Task statement: Without changing anything, copy out each entry.

Items from a dataset:

//! JSON Lines export and import.
//!
//! Each comment is written as one JSON object per line. Every field of
//! [`ReviewComment`] is kept, so [`read_jsonl`] restores the collection
//! exactly and the other formats can be rendered from it offline.

use std::io::{BufRead, Write};

use crate::gitlab::IntakeError;
use crate::review::ReviewComment;

use super::io_error;

/// Writes comments in JSONL format to the given writer.
///
/// # Errors
///
/// Returns [`IntakeError::Io`] if writing to the output fails, or if
/// JSON serialization fails (which should not happen for valid comments).
pub fn write_jsonl<W: Write>(
    writer: &mut W,
    comments: &[ReviewComment],
) -> Result<(), IntakeError> {
    for comment in comments {
        serde_json::to_writer(&mut *writer, comment).map_err(|e| IntakeError::Io {
            message: format!("JSON serialization failed: {e}"),
        })?;
        writeln!(writer).map_err(|e| io_error(&e))?;
    }
    Ok(())
}

/// Reads a collection written by [`write_jsonl`].
///
/// Blank lines are ignored.
///
/// # Errors
///
/// Returns [`IntakeError::Io`] if reading fails, or
/// [`IntakeError::InvalidCollection`] naming the first line that is not a
/// valid comment.
pub fn read_jsonl<R: BufRead>(reader: R) -> Result<Vec<ReviewComment>, IntakeError> {
    let mut comments = Vec::new();
    for (index, line) in reader.lines().enumerate() {
        let text = line.map_err(|e| io_error(&e))?;
        if text.trim().is_empty() {
            continue;
        }
        let comment: ReviewComment =
            serde_json::from_str(&text).map_err(|e| IntakeError::InvalidCollection {
                message: format!("line {}: {e}", index + 1),
            })?;
        comments.push(comment);
    }
    Ok(comments)
}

Output of the task:
//! JSON Lines export and import.
//!
//! Each comment is written as one JSON object per line. Every field of
//! [`ReviewComment`] is kept, so [`read_jsonl`] restores the collection
//! exactly and the other formats can be rendered from it offline.

use std::io::{BufRead, Write};

use crate::gitlab::IntakeError;
use crate::review::ReviewComment;

use super::io_error;

/// Writes comments in JSONL format to the given writer.
///
/// # Errors
///
/// Returns [`IntakeError::Io`] if writing to the output fails, or if
/// JSON serialization fails (which should not happen for valid comments).
pub fn write_jsonl<W: Write>(
    writer: &mut W,
    comments: &[ReviewComment],
) -> Result<(), IntakeError> {
    for comment in comments {
        serde_json::to_writer(&mut *writer, comment).map_err(|e| IntakeError::Io {
            message: format!("JSON serialization failed: {e}"),
        })?;
        writeln!(writer).map_err(|e| io_error(&e))?;
    }
    Ok(())
}

/// Reads a collection written by [`write_jsonl`].
///
/// Blank lines are ignored.
///
/// # Errors
///
/// Returns [`IntakeError::Io`] if reading fails, or
/// [`IntakeError::InvalidCollection`] naming the first line that is not a
/// valid comment.
pub fn read_jsonl<R: BufRead>(reader: R) -> Result<Vec<ReviewComment>, IntakeError> {
    let mut comments = Vec::new();
    for (index, line) in reader.lines().enumerate() {
        let text = line.map_err(|e| io_error(&e))?;
        if text.trim().is_empty() {
            continue;
        }
        let comment: ReviewComment =
            serde_json::from_str(&text).map_err(|e| IntakeError::InvalidCollection {
                message: format!("line {}: {e}", index + 1),
            })?;
        comments.push(comment);
    }
    Ok(comments)
}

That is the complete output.